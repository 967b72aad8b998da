pub mod main_window;
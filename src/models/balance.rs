use chrono::{DateTime, NaiveDate, Utc};
use rust_decimal::Decimal;
use serde::{Deserialize, Serialize};

/// An immutable point-in-time balance reported by the provider.
///
/// Snapshots are append-only; multiple snapshots accumulate per account
/// over time and are never mutated.
#[derive(Debug, Clone, Serialize, Deserialize)]
pub struct BalanceSnapshot {
    /// Provider balance type, e.g. `interimAvailable` or `closingBooked`.
    pub balance_type: String,
    pub amount: Decimal,
    pub currency: String,
    #[serde(default, skip_serializing_if = "Option::is_none")]
    pub reference_date: Option<NaiveDate>,
    pub retrieved_at: DateTime<Utc>,
}
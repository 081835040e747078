//! Wire shapes for the provider API and their mapping onto domain models.
//!
//! The provider serializes everything in snake_case; amounts and day
//! limits arrive as strings and are parsed at this boundary, with warnings
//! and defaults where the original feed is sloppy.

use std::str::FromStr;

use chrono::{DateTime, NaiveDate, Utc};
use rust_decimal::Decimal;
use serde::{Deserialize, Serialize};
use uuid::Uuid;

use crate::models::{
    AccessScope, Account, AccountDetails, AccountMetadata, Agreement, BalanceSnapshot, Id,
    InstitutionMetadata, LinkStatus, Requisition, Transaction,
};

use super::ProviderError;

/// Provider ids double as storage path segments, so anything that is not
/// a safe single segment is rejected at the wire boundary.
fn parse_id(value: String) -> Result<Id, ProviderError> {
    Id::from_string_checked(value).map_err(|err| ProviderError::Decode(err.to_string()))
}

#[derive(Debug, Deserialize)]
pub struct InstitutionDto {
    pub id: String,
    pub name: String,
    #[serde(default)]
    pub bic: Option<String>,
    #[serde(default)]
    pub logo: Option<String>,
    #[serde(default)]
    pub countries: Option<Vec<String>>,
    #[serde(default)]
    pub transaction_total_days: Option<String>,
    #[serde(default)]
    pub max_access_valid_for_days: Option<String>,
}

impl InstitutionDto {
    pub fn into_model(self) -> Result<InstitutionMetadata, ProviderError> {
        let transaction_total_days = parse_day_limit(self.transaction_total_days.as_deref());
        let max_access_valid_for_days = parse_day_limit(self.max_access_valid_for_days.as_deref());
        if transaction_total_days.is_none() || max_access_valid_for_days.is_none() {
            tracing::warn!(
                institution_id = %self.id,
                "Institution reported unparsable history/validity day limits"
            );
        }

        Ok(InstitutionMetadata {
            id: parse_id(self.id)?,
            name: self.name,
            bic: self.bic,
            logo_url: self.logo,
            countries: self.countries.unwrap_or_default(),
            transaction_total_days,
            max_access_valid_for_days,
        })
    }
}

fn parse_day_limit(raw: Option<&str>) -> Option<u32> {
    raw.and_then(|v| v.trim().parse().ok())
}

#[derive(Debug, Serialize)]
pub struct CreateAgreementRequestDto<'a> {
    pub institution_id: &'a str,
    pub max_historical_days: u32,
    pub access_valid_for_days: u32,
    pub access_scope: &'a [&'a str],
}

#[derive(Debug, Deserialize)]
pub struct AgreementDto {
    pub id: String,
    #[serde(default)]
    pub created: Option<DateTime<Utc>>,
    pub institution_id: String,
    pub max_historical_days: u32,
    pub access_valid_for_days: u32,
    #[serde(default)]
    pub access_scope: Vec<String>,
    #[serde(default)]
    pub accepted: Option<DateTime<Utc>>,
}

impl AgreementDto {
    pub fn into_model(self, user_id: Uuid, now: DateTime<Utc>) -> Result<Agreement, ProviderError> {
        let access_scope = self
            .access_scope
            .iter()
            .filter_map(|s| match s.as_str() {
                "balances" => Some(AccessScope::Balances),
                "details" => Some(AccessScope::Details),
                "transactions" => Some(AccessScope::Transactions),
                other => {
                    tracing::warn!(scope = other, "Ignoring unknown agreement access scope");
                    None
                }
            })
            .collect();

        Ok(Agreement {
            id: parse_id(self.id)?,
            user_id,
            institution_id: parse_id(self.institution_id)?,
            max_historical_days: self.max_historical_days,
            access_valid_for_days: self.access_valid_for_days,
            access_scope,
            created_at: self.created.unwrap_or(now),
            accepted_at: self.accepted,
        })
    }
}

#[derive(Debug, Serialize)]
pub struct CreateRequisitionRequestDto<'a> {
    pub institution_id: &'a str,
    pub agreement: &'a str,
    pub redirect: &'a str,
    pub reference: &'a str,
}

#[derive(Debug, Deserialize)]
pub struct RequisitionDto {
    pub id: String,
    #[serde(default)]
    pub created: Option<DateTime<Utc>>,
    #[serde(default)]
    pub redirect: Option<String>,
    pub status: String,
    pub institution_id: String,
    pub agreement: String,
    #[serde(default)]
    pub reference: String,
    #[serde(default)]
    pub accounts: Vec<String>,
    #[serde(default)]
    pub link: Option<String>,
}

impl RequisitionDto {
    pub fn into_model(self, user_id: Uuid, now: DateTime<Utc>) -> Result<Requisition, ProviderError> {
        Ok(Requisition {
            id: parse_id(self.id)?,
            user_id,
            institution_id: parse_id(self.institution_id)?,
            agreement_id: parse_id(self.agreement)?,
            redirect: self.redirect,
            reference: self.reference,
            authorization_link: self.link,
            status: parse_link_status(&self.status),
            accounts: self
                .accounts
                .into_iter()
                .map(parse_id)
                .collect::<Result<Vec<_>, _>>()?,
            created_at: self.created.unwrap_or(now),
        })
    }
}

/// Map the provider's requisition status codes onto the linking lifecycle.
///
/// Everything before end-user authorization completes (created, giving
/// consent, undergoing/selecting/granting access) is still `Pending`.
pub fn parse_link_status(code: &str) -> LinkStatus {
    match code {
        "CR" | "GC" | "UA" | "SA" | "GA" => LinkStatus::Pending,
        "LN" => LinkStatus::Linked,
        "RJ" => LinkStatus::Failed,
        "EX" => LinkStatus::Expired,
        other => {
            tracing::warn!(status = other, "Unknown requisition status; treating as pending");
            LinkStatus::Pending
        }
    }
}

#[derive(Debug, Deserialize)]
pub struct AccountDto {
    pub id: String,
    #[serde(default)]
    pub institution_id: Option<String>,
    #[serde(default)]
    pub status: Option<String>,
    #[serde(default)]
    pub name: Option<String>,
}

impl AccountDto {
    pub fn into_model(self) -> Result<AccountMetadata, ProviderError> {
        Ok(AccountMetadata {
            id: parse_id(self.id)?,
            institution_id: self.institution_id.map(parse_id).transpose()?,
            status: self.status,
            name: self.name,
        })
    }
}

#[derive(Debug, Deserialize)]
pub struct AccountDetailsEnvelopeDto {
    pub account: AccountDetailsDto,
}

#[derive(Debug, Default, Deserialize)]
pub struct AccountDetailsDto {
    #[serde(default)]
    pub name: Option<String>,
    #[serde(default)]
    pub display_name: Option<String>,
    #[serde(default)]
    pub currency: Option<String>,
    #[serde(default)]
    pub product: Option<String>,
    #[serde(default)]
    pub cash_account_type: Option<String>,
    #[serde(default)]
    pub owner_name: Option<String>,
}

impl AccountDetailsDto {
    pub fn into_model(self) -> AccountDetails {
        AccountDetails {
            name: self.display_name.or(self.name),
            currency: self.currency,
            product: self.product,
            cash_account_type: self.cash_account_type,
            owner_name: self.owner_name,
        }
    }
}

#[derive(Debug, Deserialize)]
pub struct AmountDto {
    pub amount: String,
    pub currency: String,
}

impl AmountDto {
    pub fn parse(&self) -> Result<Decimal, ProviderError> {
        Decimal::from_str(self.amount.trim()).map_err(|err| {
            ProviderError::Decode(format!("unparsable amount {:?}: {err}", self.amount))
        })
    }
}

#[derive(Debug, Deserialize)]
pub struct BalancesEnvelopeDto {
    #[serde(default)]
    pub balances: Vec<BalanceDto>,
}

#[derive(Debug, Deserialize)]
pub struct BalanceDto {
    pub balance_amount: AmountDto,
    #[serde(default)]
    pub balance_type: Option<String>,
    #[serde(default)]
    pub reference_date: Option<NaiveDate>,
}

impl BalanceDto {
    pub fn into_model(self, retrieved_at: DateTime<Utc>) -> Result<BalanceSnapshot, ProviderError> {
        let amount = self.balance_amount.parse()?;
        Ok(BalanceSnapshot {
            balance_type: self.balance_type.unwrap_or_else(|| "unknown".to_string()),
            amount,
            currency: self.balance_amount.currency,
            reference_date: self.reference_date,
            retrieved_at,
        })
    }
}

#[derive(Debug, Deserialize)]
pub struct TransactionsEnvelopeDto {
    pub transactions: TransactionPagesDto,
}

#[derive(Debug, Default, Deserialize)]
pub struct TransactionPagesDto {
    #[serde(default)]
    pub booked: Vec<TransactionDto>,
    #[serde(default)]
    pub pending: Vec<TransactionDto>,
}

#[derive(Debug, Deserialize)]
pub struct TransactionDto {
    #[serde(default)]
    pub transaction_id: Option<String>,
    #[serde(default)]
    pub internal_transaction_id: Option<String>,
    pub transaction_amount: AmountDto,
    #[serde(default)]
    pub booking_date: Option<NaiveDate>,
    #[serde(default)]
    pub value_date: Option<NaiveDate>,
    #[serde(default)]
    pub remittance_information_unstructured: Option<String>,
    #[serde(default)]
    pub creditor_name: Option<String>,
    #[serde(default)]
    pub debtor_name: Option<String>,
}

impl TransactionDto {
    /// `None` when the provider sent no usable transaction id; such rows
    /// cannot be deduplicated and are skipped by the caller.
    pub fn into_model(
        self,
        account: &Account,
        imported_at: DateTime<Utc>,
    ) -> Result<Option<Transaction>, ProviderError> {
        let Some(external_id) = self.transaction_id.or(self.internal_transaction_id) else {
            return Ok(None);
        };

        let amount = self.transaction_amount.parse()?;
        Ok(Some(Transaction {
            external_id,
            account_id: account.id.clone(),
            user_id: account.user_id,
            amount,
            currency: self.transaction_amount.currency,
            booking_date: self.booking_date,
            value_date: self.value_date,
            description: self.remittance_information_unstructured,
            counterparty: self.creditor_name.or(self.debtor_name),
            imported_at,
            running_balance: None,
        }))
    }
}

**********

**WHAT IS REQUIRED**
If a line above contains the word "limits", it counts; state how many lines count, and nothing more.

**RESULT OF THE TASK**
2